#### MATERIAL FOR THIS EXERCISE

impl BlockingRetryExecutor {
    pub fn new(
        policy: RetryPolicy,
        pool: Arc<ProxyPool>,
        breakers: Arc<BreakerRegistry<CircuitBreaker>>,
        metrics: Arc<MetricsCollector>,
    ) -> Self {
        Self {
            policy,
            pool,
            breakers,
            metrics,
            sleeper: Arc::new(ThreadSleeper),
            clock: Arc::new(SystemClock),
        }
    }

    pub fn with_sleeper(mut self, sleeper: Arc<dyn BlockingSleeper>) -> Self {
        self.sleeper = sleeper;
        self
    }

    pub fn with_clock(mut self, clock: Arc<dyn Clock>) -> Self {
        self.clock = clock;
        self
    }

    pub fn policy(&self) -> &RetryPolicy {
        &self.policy
    }

    pub fn execute<F, S>(
        &self,
        request_id: Uuid,
        method: &Method,
        initial: Proxy,
        mut attempt_fn: F,
        selector: &S,
    ) -> Result<BlockingExecutionSuccess, RotatorError>
    where
        F: FnMut(&Proxy) -> Result<TransportResponse, TransportError>,
        S: BlockingAlternateSelector + ?Sized,
    {
        if !is_idempotent(method) && !self.policy.retry_non_idempotent() {
            tracing::debug!(%method, "non-idempotent method, executing exactly once");
            return self.execute_once(request_id, initial, &mut attempt_fn);
        }

        let start = Instant::now();
        let mut current = initial;
        let mut attempt_index: u32 = 0;
        let mut previous_delay: Option<Duration> = None;
        let mut last_error: Option<TransportError> = None;
        // Selection already performed the admission check (and may hold the
        // half-open probe claim); only re-check when retrying on the same
        // proxy.
        let mut freshly_selected = true;

        while attempt_index < self.policy.max_attempts() {
            if self.budget_spent(start) {
                self.record_timeout(request_id, attempt_index, current.id);
                return Err(self.timeout_error(start, last_error));
            }

            let mut delay = Duration::ZERO;
            if attempt_index > 0 {
                delay = self.policy.calculate_delay(attempt_index - 1, previous_delay);
                if let Some(budget) = self.policy.timeout() {
                    delay = delay.min(budget.saturating_sub(start.elapsed()));
                }
                self.sleeper.sleep(delay);
                previous_delay = Some(delay);
                if self.budget_spent(start) {
                    self.record_timeout(request_id, attempt_index, current.id);
                    return Err(self.timeout_error(start, last_error));
                }
            }

            if !freshly_selected && !self.admitted(&current) {
                self.record(
                    request_id,
                    attempt_index,
                    current.id,
                    AttemptOutcome::CircuitOpen,
                    delay,
                    Duration::ZERO,
                    None,
                    Some("circuit breaker open".to_string()),
                );
                attempt_index += 1;
                if let Some(alternate) = selector.select_alternate(current.id) {
                    current = alternate;
                    freshly_selected = true;
                }
                continue;
            }

            let attempt_start = Instant::now();
            let outcome = attempt_fn(&current);
            let latency = attempt_start.elapsed();
            freshly_selected = false;

            match outcome {
                Ok(response) => {
                    let status = response.status.as_u16();
                    if status == 401 || status == 407 {
                        self.record(
                            request_id,
                            attempt_index,
                            current.id,
                            AttemptOutcome::Failure,
                            delay,
                            latency,
                            Some(status),
                            Some("proxy authentication failed".to_string()),
                        );
                        self.record_proxy_failure(&current);
                        return Err(RotatorError::Authentication {
                            status,
                            message: format!("proxy {} rejected credentials", current.masked_url()),
                        });
                    }
                    if self.policy.is_retryable_status(status) {
                        tracing::warn!(proxy_id = %current.id, status, "retryable status from upstream");
                        self.record(
                            request_id,
                            attempt_index,
                            current.id,
                            AttemptOutcome::Failure,
                            delay,
                            latency,
                            Some(status),
                            Some(format!("status {status}")),
                        );
                        self.record_proxy_failure(&current);
                        last_error = Some(TransportError::new(
                            TransportErrorKind::Network,
                            format!("received retryable status {status}"),
                        ));
                        attempt_index += 1;
                        if let Some(alternate) = selector.select_alternate(current.id) {
                            current = alternate;
                            freshly_selected = true;
                        }
                        continue;
                    }

                    self.record(
                        request_id,
                        attempt_index,
                        current.id,
                        AttemptOutcome::Success,
                        delay,
                        latency,
                        Some(status),
                        None,
                    );
                    self.record_proxy_success(&current, latency);
                    return Ok(BlockingExecutionSuccess {
                        response,
                        proxy: current,
                        attempts: attempt_index + 1,
                    });
                }
                Err(error) => {
                    self.record(
                        request_id,
                        attempt_index,
                        current.id,
                        AttemptOutcome::Failure,
                        delay,
                        latency,
                        None,
                        Some(error.to_string()),
                    );
                    if !error.is_retryable() {
                        return Err(RotatorError::NonRetryable { source: Box::new(error) });
                    }
                    self.record_proxy_failure(&current);
                    last_error = Some(error);
                    attempt_index += 1;
                    if let Some(alternate) = selector.select_alternate(current.id) {
                        current = alternate;
                        freshly_selected = true;
                    }
                    continue;
                }
            }
        }

        Err(RotatorError::connection(
            format!("request failed after {} attempts", self.policy.max_attempts()),
            last_error.map(|e| Box::new(e) as Box<dyn std::error::Error + Send + Sync>),
        ))
    }

    fn execute_once<F>(
        &self,
        request_id: Uuid,
        proxy: Proxy,
        attempt_fn: &mut F,
    ) -> Result<BlockingExecutionSuccess, RotatorError>
    where
        F: FnMut(&Proxy) -> Result<TransportResponse, TransportError>,
    {
        let attempt_start = Instant::now();
        match attempt_fn(&proxy) {
            Ok(response) => {
                let status = response.status.as_u16();
                let latency = attempt_start.elapsed();
                if status == 401 || status == 407 {
                    self.record(
                        request_id,
                        0,
                        proxy.id,
                        AttemptOutcome::Failure,
                        Duration::ZERO,
                        latency,
                        Some(status),
                        Some("proxy authentication failed".to_string()),
                    );
                    self.record_proxy_failure(&proxy);
                    return Err(RotatorError::Authentication {
                        status,
                        message: format!("proxy {} rejected credentials", proxy.masked_url()),
                    });
                }
                if self.policy.is_retryable_status(status) {
                    self.record(
                        request_id,
                        0,
                        proxy.id,
                        AttemptOutcome::Failure,
                        Duration::ZERO,
                        latency,
                        Some(status),
                        Some(format!("status {status}")),
                    );
                    self.record_proxy_failure(&proxy);
                } else {
                    self.record(
                        request_id,
                        0,
                        proxy.id,
                        AttemptOutcome::Success,
                        Duration::ZERO,
                        latency,
                        Some(status),
                        None,
                    );
                    self.record_proxy_success(&proxy, latency);
                }
                Ok(BlockingExecutionSuccess { response, proxy, attempts: 1 })
            }
            Err(error) => {
                let latency = attempt_start.elapsed();
                self.record(
                    request_id,
                    0,
                    proxy.id,
                    AttemptOutcome::Failure,
                    Duration::ZERO,
                    latency,
                    None,
                    Some(error.to_string()),
                );
                self.record_proxy_failure(&proxy);
                if error.is_retryable() {
                    Err(RotatorError::connection(
                        format!("request failed: {error}"),
                        Some(Box::new(error)),
                    ))
                } else {
                    Err(RotatorError::NonRetryable { source: Box::new(error) })
                }
            }
        }
    }

    fn admitted(&self, proxy: &Proxy) -> bool {
        match self.breakers.get(proxy.id) {
            Some(breaker) => {
                let admission = breaker.should_attempt();
                self.publish_transition(admission.transition);
                admission.allowed
            }
            None => true,
        }
    }

    fn record_proxy_failure(&self, proxy: &Proxy) {
        self.pool.record_failure(proxy.id);
        if let Some(breaker) = self.breakers.get(proxy.id) {
            self.publish_transition(breaker.record_failure());
        }
    }

    fn record_proxy_success(&self, proxy: &Proxy, latency: Duration) {
        self.pool.record_success(proxy.id, latency.as_secs_f64() * 1_000.0);
        if let Some(breaker) = self.breakers.get(proxy.id) {
            self.publish_transition(breaker.record_success());
        }
    }

    fn publish_transition(&self, transition: Option<BreakerTransition>) {
        if let Some(transition) = transition {
            tracing::info!(
                proxy_id = %transition.proxy_id,
                from = %transition.from,
                to = %transition.to,
                "circuit breaker transitioned"
            );
            self.metrics.record_breaker_event(transition);
        }
    }

    #[allow(clippy::too_many_arguments)]
    fn record(
        &self,
        request_id: Uuid,
        attempt_number: u32,
        proxy_id: Uuid,
        outcome: AttemptOutcome,
        delay_before: Duration,
        latency: Duration,
        status_code: Option<u16>,
        error: Option<String>,
    ) {
        self.metrics.record_attempt(AttemptRecord {
            request_id,
            attempt_number,
            proxy_id,
            timestamp: self.clock.now_utc(),
            outcome,
            status_code,
            delay_before,
            latency,
            error,
        });
    }

    fn record_timeout(&self, request_id: Uuid, attempt_index: u32, proxy_id: Uuid) {
        self.record(
            request_id,
            attempt_index,
            proxy_id,
            AttemptOutcome::Timeout,
            Duration::ZERO,
            Duration::ZERO,
            None,
            Some("whole-call timeout exceeded".to_string()),
        );
    }

    fn budget_spent(&self, start: Instant) -> bool {
        self.policy.timeout().is_some_and(|budget| start.elapsed() >= budget)
    }

    fn timeout_error(&self, start: Instant, last_error: Option<TransportError>) -> RotatorError {
        RotatorError::connection(
            format!("request timed out after {:.2?}", start.elapsed()),
            last_error.map(|e| Box::new(e) as Box<dyn std::error::Error + Send + Sync>),
        )
    }
}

########

Find and copy each line of the listing above that holds the word "clock".

# [SOLUTION FOR THIS EXERCISE]
            clock: Arc::new(SystemClock),
    pub fn with_clock(mut self, clock: Arc<dyn Clock>) -> Self {
        self.clock = clock;
            timestamp: self.clock.now_utc(),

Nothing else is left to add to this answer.